**Task instructions:**
Search the entries below for the word "join" and copy every line where it appears.
++++++++++++++++++++
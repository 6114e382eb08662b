//! Remote execution client: action-cache lookups and updates, the streaming
//! Execute RPC with cooperative cancellation, and staging of action outputs
//! into the working tree.

use std::collections::{BTreeSet, HashMap, HashSet, VecDeque};
use std::path::{Path, PathBuf};
use std::time::Duration;

use prost::Message;
use tonic::transport::Channel;
use tonic::Code;
use tracing::{info, instrument, warn};

use nimbus_castore::{fsutil, BlobStatus, CasClient, DownloadedBlob};
use nimbus_reapi::proto::{
    longrunning, ActionCacheClient, ActionResult, Digest, Directory, ExecuteRequest,
    ExecuteResponse, ExecutionClient, GetActionResultRequest, OperationsClient, Tree,
    UpdateActionResultRequest, EXECUTE_RESPONSE_TYPE_URL,
};
use nimbus_reapi::{MetadataInjector, Retrier};

use crate::Error;

/// How long one read on the operation stream may block before the stop
/// token is checked.
const POLL_WAIT: Duration = Duration::from_secs(1);

pub struct RemoteExecutionClient {
    exec: ExecutionClient,
    operations: OperationsClient,
    action_cache: ActionCacheClient,
    retrier: Retrier,
    metadata: MetadataInjector,
    instance_name: String,
}
#[cfg(test)]
mod tests {
    use super::*;
    use test_case::test_case;

    fn args(command: &str) -> Vec<String> {
        split_command(command)
    }

    #[test_case("/usr/bin/gcc-4.7", "gcc")]
    #[test_case("clang-14", "clang")]
    #[test_case("./xlc++_r", "xlc++" ; "xlcxx_r")]
    #[test_case("xlc_r", "xlc")]
    #[test_case("g++", "g++")]
    #[test_case("/opt/bin/CC", "CC")]
    fn base_names(path: &str, expected: &str) {
        assert_eq!(command_base_name(path), expected);
    }

    #[test]
    fn simple_gcc_compile() {
        let result = parse_command(&args("gcc -c hello.c -o hello.o"));
        assert!(result.is_compiler_command);
        assert!(!result.contains_unsupported_options);
        assert_eq!(result.compiler, "gcc");
        assert_eq!(
            result.command_products,
            BTreeSet::from(["hello.o".to_string()])
        );
        assert_eq!(result.deps_command, vec!["gcc", "-c", "hello.c", "-M"]);
    }

    #[test]
    fn attached_output_option() {
        let result = parse_command(&args("gcc -c a.c -oa.o"));
        assert_eq!(result.command_products, BTreeSet::from(["a.o".to_string()]));
    }

    #[test]
    fn dep_flags_are_stripped_and_products_recorded() {
        let result = parse_command(&args("g++ -MD -MF obj/a.o.d -c a.cc -o obj/a.o"));
        assert!(result.is_compiler_command);
        assert!(result.is_md_options);
        assert_eq!(
            result.deps_command_products,
            BTreeSet::from(["obj/a.o.d".to_string()])
        );
        // Neither -MD nor -MF survive into the dependency command.
        assert_eq!(result.deps_command, vec!["g++", "-c", "a.cc", "-M"]);
    }

    #[test]
    fn include_paths_are_kept_for_the_deps_command() {
        let result = parse_command(&args("gcc -I include -Iother -c a.c -o a.o"));
        assert_eq!(
            result.deps_command,
            vec!["gcc", "-I", "include", "-Iother", "-c", "a.c", "-M"]
        );
    }

    #[test]
    fn sysroot_with_equals() {
        let result = parse_command(&args("gcc --sysroot=/opt/root -c a.c -o a.o"));
        assert!(result
            .deps_command
            .contains(&"--sysroot=/opt/root".to_string()));
    }

    #[test]
    fn macros_detached_and_attached() {
        let result = parse_command(&args("gcc -DFOO -D BAR=1 -c a.c -o a.o"));
        assert_eq!(
            result.deps_command,
            vec!["gcc", "-DFOO", "-D", "BAR=1", "-c", "a.c", "-M"]
        );
    }

    #[test]
    fn preprocessor_lists_are_expanded() {
        let result = parse_command(&args("gcc -Wp,-MD,obj/x.d -c x.c -o x.o"));
        assert!(result.is_md_options);
        let deps = result.deps_command.join(" ");
        assert!(deps.contains("-Xpreprocessor obj/x.d"));
        assert!(!deps.contains("-Wp,"));
    }

    #[test]
    fn xpreprocessor_pairs_are_collected() {
        let result = parse_command(&args("gcc -Xpreprocessor -MP -c a.c -o a.o"));
        // -MP interferes with deps and is dropped in the preprocessor pass.
        assert!(!result.deps_command.join(" ").contains("-MP"));
    }

    #[test]
    fn unsupported_language_is_rejected() {
        let result = parse_command(&args("gcc -x assembler -c a.S -o a.o"));
        assert!(result.contains_unsupported_options);
        assert!(!result.is_compiler_command);
    }

    #[test]
    fn supported_language_passes() {
        let result = parse_command(&args("gcc -x c++ -c a.cc -o a.o"));
        assert!(!result.contains_unsupported_options);
        assert!(result.is_compiler_command);
        assert!(result.deps_command.join(" ").contains("-x c++"));
    }

    #[test]
    fn sun_cc_uses_xm_and_sun_rules() {
        let result = parse_command(&args("CC -c x.cc -o x.o"));
        assert!(result.is_compiler_command);
        assert!(result.produces_sun_make_rules);
        assert_eq!(result.deps_command.last().unwrap(), "-xM");
    }

    #[test]
    fn sun_pch_is_unsupported() {
        let result = parse_command(&args("CC -xpch=auto -c x.cc"));
        assert!(result.contains_unsupported_options);
        assert!(!result.is_compiler_command);
    }

    #[test]
    fn aix_gets_a_scoped_deps_file() {
        let result = parse_command(&args("xlc_r -c x.c -o x.o"));
        assert!(result.is_compiler_command);
        assert!(result.produces_sun_make_rules);
        assert_eq!(result.compiler, "xlc");
        let file = result.aix_deps_file.as_ref().expect("aix temp file");
        let path = file.path().to_path_buf();
        assert!(path.exists());
        let deps = result.deps_command.join(" ");
        assert!(deps.contains("-qsyntaxonly -M -MF"));
        assert!(deps.ends_with(&path.to_string_lossy().into_owned()));
        drop(result);
        assert!(!path.exists(), "temp file must be released on drop");
    }

    #[test]
    fn unknown_compiler_is_not_a_compile_command() {
        let result = parse_command(&args("ld -o prog a.o b.o"));
        assert!(!result.is_compiler_command);
        assert!(result.command_products.is_empty());
    }

    #[test]
    fn plain_cc_has_no_rules() {
        let result = parse_command(&args("cc -c a.c -o a.o"));
        // cc carries no option table, so -c is never classified.
        assert!(!result.is_compiler_command);
    }

    #[test]
    fn java_compilers_pass_their_tokens_through() {
        let result = parse_command(&args("javac -d out Main.java"));
        assert_eq!(result.compiler, "javac");
        assert!(!result.is_compiler_command);
        assert_eq!(result.deps_command, vec!["javac", "-d", "out", "Main.java"]);
    }

    #[test]
    fn empty_command() {
        let result = parse_command(&[]);
        assert!(!result.is_compiler_command);
        assert!(result.compiler.is_empty());
    }

    #[test]
    fn make_rules_basic() {
        let deps = deps_from_make_rules("a.o: a.c b.h c.h\n", false);
        assert_eq!(
            deps,
            BTreeSet::from(["a.c".to_string(), "b.h".to_string(), "c.h".to_string()])
        );
    }

    #[test]
    fn make_rules_line_continuations() {
        let deps = deps_from_make_rules("a.o: a.c \\\n  b.h \\\n  c.h\n", false);
        assert_eq!(
            deps,
            BTreeSet::from(["a.c".to_string(), "b.h".to_string(), "c.h".to_string()])
        );
    }

    #[test]
    fn make_rules_multiple_targets() {
        let deps = deps_from_make_rules("a.o: a.c\nb.o: b.c h.h\n", false);
        assert_eq!(
            deps,
            BTreeSet::from(["a.c".to_string(), "b.c".to_string(), "h.h".to_string()])
        );
    }

    #[test]
    fn sun_dialect_keeps_spaces_in_names() {
        let deps = deps_from_make_rules("a.o: dir/my\\ file.h\n", true);
        assert_eq!(deps, BTreeSet::from(["dir/my file.h".to_string()]));
    }

    #[test]
    fn stage_option_list_honors_quotes() {
        let mut out = Vec::new();
        parse_stage_option_list("-MD,'a,b.d',-MP", &mut out);
        assert_eq!(out, vec!["-MD", "a,b.d", "-MP"]);
    }
}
++++++++++++++++++++
**Worked solution:**
        let deps = result.deps_command.join(" ");
        assert!(!result.deps_command.join(" ").contains("-MP"));
        assert!(result.deps_command.join(" ").contains("-x c++"));
        let deps = result.deps_command.join(" ");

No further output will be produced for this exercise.